Another tip is to take advantage of shopping list apps on your smartphone. They can help keep you focussed when it counts.
The last word? It’s not all about supermarkets and their shareholders. I am a great believer in supporting our local producers when and where I can. Markets, discount stores such as specialty meat and fish markets and farm gate produce offer great prices for those looking for quality food. Why not take the family on an outing to pick apples or berries at a farm? There are countless activities you can build into your family’s lifestyle that will kickstart the food fun and help the bottom line at the same time.

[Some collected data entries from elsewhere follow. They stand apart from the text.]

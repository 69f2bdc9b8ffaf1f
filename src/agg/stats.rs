use super::{fold, percentile::interpolate, population_stddev, Avg, Max, Min};
use crate::{bucket::Bucket, Metric};

/// Statistics of one metric within one hourly bucket.
///
/// Values are unrounded; rounding happens when the response is formatted.
#[derive(Clone, Copy, Debug, Default, PartialEq)]
pub struct BucketStats {
    /// Mean of non-null values
    pub mean: Option<f64>,

    /// Smallest non-null value
    pub min: Option<f64>,

    /// Largest non-null value
    pub max: Option<f64>,

    /// Number of non-null values
    pub count: usize,

    /// Distinct devices that reported in the hour
    pub device_count: usize,
}

impl BucketStats {
    /// Computes the statistics of `metric` in `bucket`.
    #[must_use]
    pub fn of(bucket: &Bucket<'_>, metric: Metric) -> Self {
        Self {
            mean: fold::<Avg>(bucket.values(metric)),
            min: fold::<Min>(bucket.values(metric)),
            max: fold::<Max>(bucket.values(metric)),
            count: bucket.values(metric).count(),
            device_count: bucket.device_count(),
        }
    }
}

/// Statistics of one metric across a whole window.
#[derive(Clone, Copy, Debug, Default, PartialEq)]
pub struct WindowStats {
    /// Number of non-null values
    pub total_readings: usize,

    /// Mean
    pub mean: Option<f64>,

    /// Minimum
    pub min: Option<f64>,

    /// Maximum
    pub max: Option<f64>,

    /// Population standard deviation
    pub stddev: Option<f64>,

    /// 50th percentile (interpolated)
    pub median: Option<f64>,

    /// 95th percentile (interpolated)
    pub p95: Option<f64>,
}

impl WindowStats {
    /// Computes the statistics over all `values`.
    #[must_use]
    pub fn of(values: impl IntoIterator<Item = f64>) -> Self {
        let mut values = values.into_iter().collect::<Vec<_>>();
        values.sort_by(f64::total_cmp);

        Self {
            total_readings: values.len(),
            mean: fold::<Avg>(values.iter().copied()),
            min: values.first().copied(),
            max: values.last().copied(),
            stddev: population_stddev(&values),
            median: interpolate(&values, 0.5),
            p95: interpolate(&values, 0.95),
        }
    }
}

/// Statistics of the newest values of one metric.
#[derive(Clone, Copy, Debug, PartialEq)]
pub struct LatestStats {
    /// Newest value
    pub latest: f64,

    /// Mean
    pub average: f64,

    /// Minimum
    pub min: f64,

    /// Maximum
    pub max: f64,

    /// Number of values
    pub count: usize,
}

impl LatestStats {
    /// Computes the statistics over `values`, newest first.
    ///
    /// Returns `None` if there are no values.
    #[must_use]
    pub fn of(values: &[f64]) -> Option<Self> {
        Some(Self {
            latest: *values.first()?,
            average: fold::<Avg>(values.iter().copied())?,
            min: fold::<Min>(values.iter().copied())?,
            max: fold::<Max>(values.iter().copied())?,
            count: values.len(),
        })
    }
}
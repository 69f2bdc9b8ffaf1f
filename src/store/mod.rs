mod builder;
mod codec;
mod db;
mod memory;
mod merge;
mod smap;

pub use builder::Builder;
pub use db::Database;
pub use memory::MemoryStore;

use crate::{DeviceFilter, Metric, Reading, ReadingQuery};

pub(crate) type SeriesId = u64;

/// Source of raw readings.
///
/// Implementations translate a [`ReadingQuery`] into their own storage access.
/// Failures are reported as [`crate::Error::StorageUnavailable`] and are never retried
/// by the engine.
pub trait ReadingStore {
    /// Returns every reading from `query.since()` through `query.now`, both inclusive,
    /// that passes the device filter,
    /// with at least the requested metric columns populated.
    ///
    /// Readings may come back in any order.
    ///
    /// # Errors
    ///
    /// Returns `StorageUnavailable` if the store cannot serve the request.
    fn fetch_readings(&self, query: &ReadingQuery) -> crate::Result<Vec<Reading>>;

    /// Returns up to `limit` newest readings passing the device filter, newest first,
    /// with at least `metric` populated where reported.
    ///
    /// # Errors
    ///
    /// Returns `StorageUnavailable` if the store cannot serve the request.
    fn fetch_latest(
        &self,
        metric: Metric,
        device: &DeviceFilter,
        limit: usize,
    ) -> crate::Result<Vec<Reading>>;
}

impl<S: ReadingStore + ?Sized> ReadingStore for &S {
    fn fetch_readings(&self, query: &ReadingQuery) -> crate::Result<Vec<Reading>> {
        (**self).fetch_readings(query)
    }

    fn fetch_latest(
        &self,
        metric: Metric,
        device: &DeviceFilter,
        limit: usize,
    ) -> crate::Result<Vec<Reading>> {
        (**self).fetch_latest(metric, device, limit)
    }
}

impl<S: ReadingStore + ?Sized> ReadingStore for std::sync::Arc<S> {
    fn fetch_readings(&self, query: &ReadingQuery) -> crate::Result<Vec<Reading>> {
        (**self).fetch_readings(query)
    }

    fn fetch_latest(
        &self,
        metric: Metric,
        device: &DeviceFilter,
        limit: usize,
    ) -> crate::Result<Vec<Reading>> {
        (**self).fetch_latest(metric, device, limit)
    }
}
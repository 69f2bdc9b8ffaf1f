use super::{fold, Avg};

/// Population standard deviation of `values`.
///
/// Returns `None` for an empty input.
#[must_use]
pub fn population_stddev(values: &[f64]) -> Option<f64> {
    let mean = fold::<Avg>(values.iter().copied())?;
    let variance = fold::<Avg>(values.iter().map(|x| (x - mean).powi(2)))?;
    Some(variance.sqrt())
}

I have also had great success with growing my own vegies and herbs in the backyard. I am, by no means, a prolific grower and I’m certainly not a slave to the vegie garden but I have discovered through trial and error that some things are less fussy to grow than others. For instance summer baby lettuce leaves, tomatoes, spring onions, basil, rosemary, thyme etc are easy-growing crops that have never failed me. They also make you look good, as you nip down into the garden for a handful of fresh ingredients to ‘plate up’ a lovely luncheon salad for friends. Add some backyard chooks for fresh, free-range eggs (sell the surplus eggs to pay for the chook feed) and your culinary creativity will soar to a new level.